The fear of the yarn shop is one that I hear about frequently at Firefly Fibers and to that I say... get into your yarn shop, ask questions, and support your LYS so they'll be around for years to come! We are here to help and want to do what we can for you to have fun knitting. And, if you have the opportunity, visit more than one shop – most shops are run by one or two people and their personality is part of the shop and you may feel more comfortable at, or like the selection better, at a certain shop. Take a deep breath, walk through the door and get to know them!
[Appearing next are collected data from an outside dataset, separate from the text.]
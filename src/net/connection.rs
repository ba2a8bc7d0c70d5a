//! Connection ownership and lifecycle tracking.
//!
//! # Responsibilities
//! - Generate unique connection IDs for tracing
//! - Own an accepted socket until it is handed off, closing it otherwise
//! - Count handed-off connections for graceful shutdown

use std::io;
use std::net::{Shutdown, SocketAddr, TcpStream};
use std::sync::atomic::{AtomicU64, Ordering};
use std::sync::Arc;
use std::time::Duration;

use crate::net::record::ConnectionRecord;
use crate::net::IntakeError;
use crate::observability::metrics;

/// Global atomic counter for connection IDs.
/// Using relaxed ordering is sufficient since we only need uniqueness, not synchronization.
static CONNECTION_ID_COUNTER: AtomicU64 = AtomicU64::new(1);

/// Unique identifier for a connection.
#[derive(Debug, Clone, Copy, PartialEq, Eq, Hash)]
pub struct ConnectionId(u64);

impl ConnectionId {
    /// Generate a new unique connection ID.
    pub fn new() -> Self {
        Self(CONNECTION_ID_COUNTER.fetch_add(1, Ordering::Relaxed))
    }

    /// Get the raw ID value.
    pub fn as_u64(&self) -> u64 {
        self.0
    }
}

impl Default for ConnectionId {
    fn default() -> Self {
        Self::new()
    }
}

impl std::fmt::Display for ConnectionId {
    fn fmt(&self, f: &mut std::fmt::Formatter<'_>) -> std::fmt::Result {
        write!(f, "conn-{}", self.0)
    }
}

/// An accepted socket owned by the acceptor.
///
/// Dropping it shuts the socket down. The only way to keep the socket open is
/// [`PendingConnection::hand_off`].
#[derive(Debug)]
pub struct PendingConnection {
    id: ConnectionId,
    peer: SocketAddr,
    stream: Option<TcpStream>,
}

impl PendingConnection {
    pub fn new(stream: TcpStream, peer: SocketAddr) -> Self {
        Self {
            id: ConnectionId::new(),
            peer,
            stream: Some(stream),
        }
    }

    pub fn id(&self) -> ConnectionId {
        self.id
    }

    pub fn peer(&self) -> SocketAddr {
        self.peer
    }

    /// The owned socket; `NotConnected` once it has been handed off.
    pub fn stream_mut(&mut self) -> io::Result<&mut TcpStream> {
        self.stream
            .as_mut()
            .ok_or_else(|| io::Error::from(io::ErrorKind::NotConnected))
    }

    /// Switch the socket to non-blocking for its downstream consumer.
    pub fn set_nonblocking(&mut self) -> Result<(), IntakeError> {
        self.stream_mut()
            .and_then(|stream| stream.set_nonblocking(true))
            .map_err(IntakeError::Handoff)
    }

    /// Transfer the socket into a record; the connection is no longer closed
    /// by this guard.
    pub fn hand_off(mut self, payload: String) -> Result<ConnectionRecord, IntakeError> {
        let stream = self
            .stream
            .take()
            .ok_or_else(|| IntakeError::Handoff(io::ErrorKind::NotConnected.into()))?;
        Ok(ConnectionRecord::new(self.id, self.peer, stream, payload))
    }
}

impl Drop for PendingConnection {
    fn drop(&mut self) {
        if let Some(stream) = self.stream.take() {
            // NotConnected when the peer already went away
            let _ = stream.shutdown(Shutdown::Both);
            tracing::debug!(connection_id = %self.id, peer = %self.peer, "Connection closed");
        }
    }
}

/// Tracks handed-off connections for graceful shutdown.
#[derive(Debug, Clone, Default)]
pub struct ConnectionTracker {
    /// Current count of tracked connections.
    active_count: Arc<AtomicU64>,
}

impl ConnectionTracker {
    /// Create a new connection tracker.
    pub fn new() -> Self {
        Self::default()
    }

    /// Record a new active connection. Returns a guard that decrements on drop.
    pub fn track(&self, id: ConnectionId) -> ConnectionGuard {
        let active = self.active_count.fetch_add(1, Ordering::SeqCst) + 1;
        metrics::record_active_sessions(active);
        ConnectionGuard {
            active_count: Arc::clone(&self.active_count),
            id,
        }
    }

    /// Get current active connection count.
    pub fn active_count(&self) -> u64 {
        self.active_count.load(Ordering::SeqCst)
    }

    /// Wait until all tracked connections are closed or `timeout` passes.
    ///
    /// Returns whether the tracker drained.
    pub async fn wait_for_drain(&self, timeout: Duration) -> bool {
        let drained = async {
            while self.active_count() > 0 {
                tokio::time::sleep(Duration::from_millis(50)).await;
            }
        };
        tokio::time::timeout(timeout, drained).await.is_ok()
    }
}

/// Guard that tracks a connection's lifetime.
/// Decrements active count when dropped.
#[derive(Debug)]
pub struct ConnectionGuard {
    active_count: Arc<AtomicU64>,
    id: ConnectionId,
}

impl ConnectionGuard {
    /// Get this connection's ID.
    pub fn id(&self) -> ConnectionId {
        self.id
    }
}

impl Drop for ConnectionGuard {
    fn drop(&mut self) {
        let active = self.active_count.fetch_sub(1, Ordering::SeqCst) - 1;
        metrics::record_active_sessions(active);
        tracing::trace!(connection_id = %self.id, "Session released");
    }
}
I’d been knitting for a couple years when a co-worker told me about the Madison Knitter’s Guild… WHAT?! There were actually enough knitters in the area to make a “club”?! Apparently, yes (and several times over). My friend invited me to my first meeting and my knitting universe broke wide open – there were SO many lovely knitters at the meeting and I discovered a whole new world that was full of people who loved sticks and string as much as I did. Until then, knitting was mostly a solitary activity for me and I was so happy to finally find that there was (a lot) more of my brand of freak out there and it's only grown more since then.
Here's where I date myself.... when I learned to knit 16 years ago: the internet was a baby and had very limited knitting resources, yarn was nothing like what we have now (we were coming out of a decade - or two - with A LOT of acrylic and little to no indie dyers) and Ravelry didn’t exist. This last one may be hard to believe, but it’s true. There was a time before Ravelry.
I signed up for Ravelry when there was a wait list, so I entered my email and then I waited to be granted access… I remember the day I got my email notification and signed up immediately – January 14th, 2008 and I am Raveller #64,320. How do I know my Ravelry number and do you want to know yours? Here’s a fun little trick (you’ll have to do this on a computer):
Hold the Ctrl key and (using the arrow keys) Up, Up, Down, Down, Left, Right, Left, Right, B, A.
After doing this, your Ravelry number should appear below your “Raveler Since” date, just like this…
Pretty cool, right? If you give this a try, feel free to leave a note below with your Ravelry number. It's fun to see where everyone falls - especially since as of February of 2014 (over 3 years ago) there were 4 MILLION ravellers!
Speaking of Ravelry… many congratulations to these amazing folks on their 10-year anniversary this month! Knitting and crocheting have grown beyond what I could have hoped for, or imagined, because of Ravelry. They’ve connected knitters and crocheters all across the world with each other and created the most incredible database of patterns and yarn. Knitting and crochet has been transformed because of them.
If someone would have told me in 2001 that future-me would own a yarn shop, design patterns, teach others to knit, and knit the beautiful things I do now, I would have told them they were bonkers! After all these years, I am so very thankful for making that fateful decision to pick up that silly kit with the super-happy smiling lady on the front of the booklet, those terrible plastic circular needles, and that awful chenille (it was purple, just in case you were wondering), because it was the stepping stone to where I am today.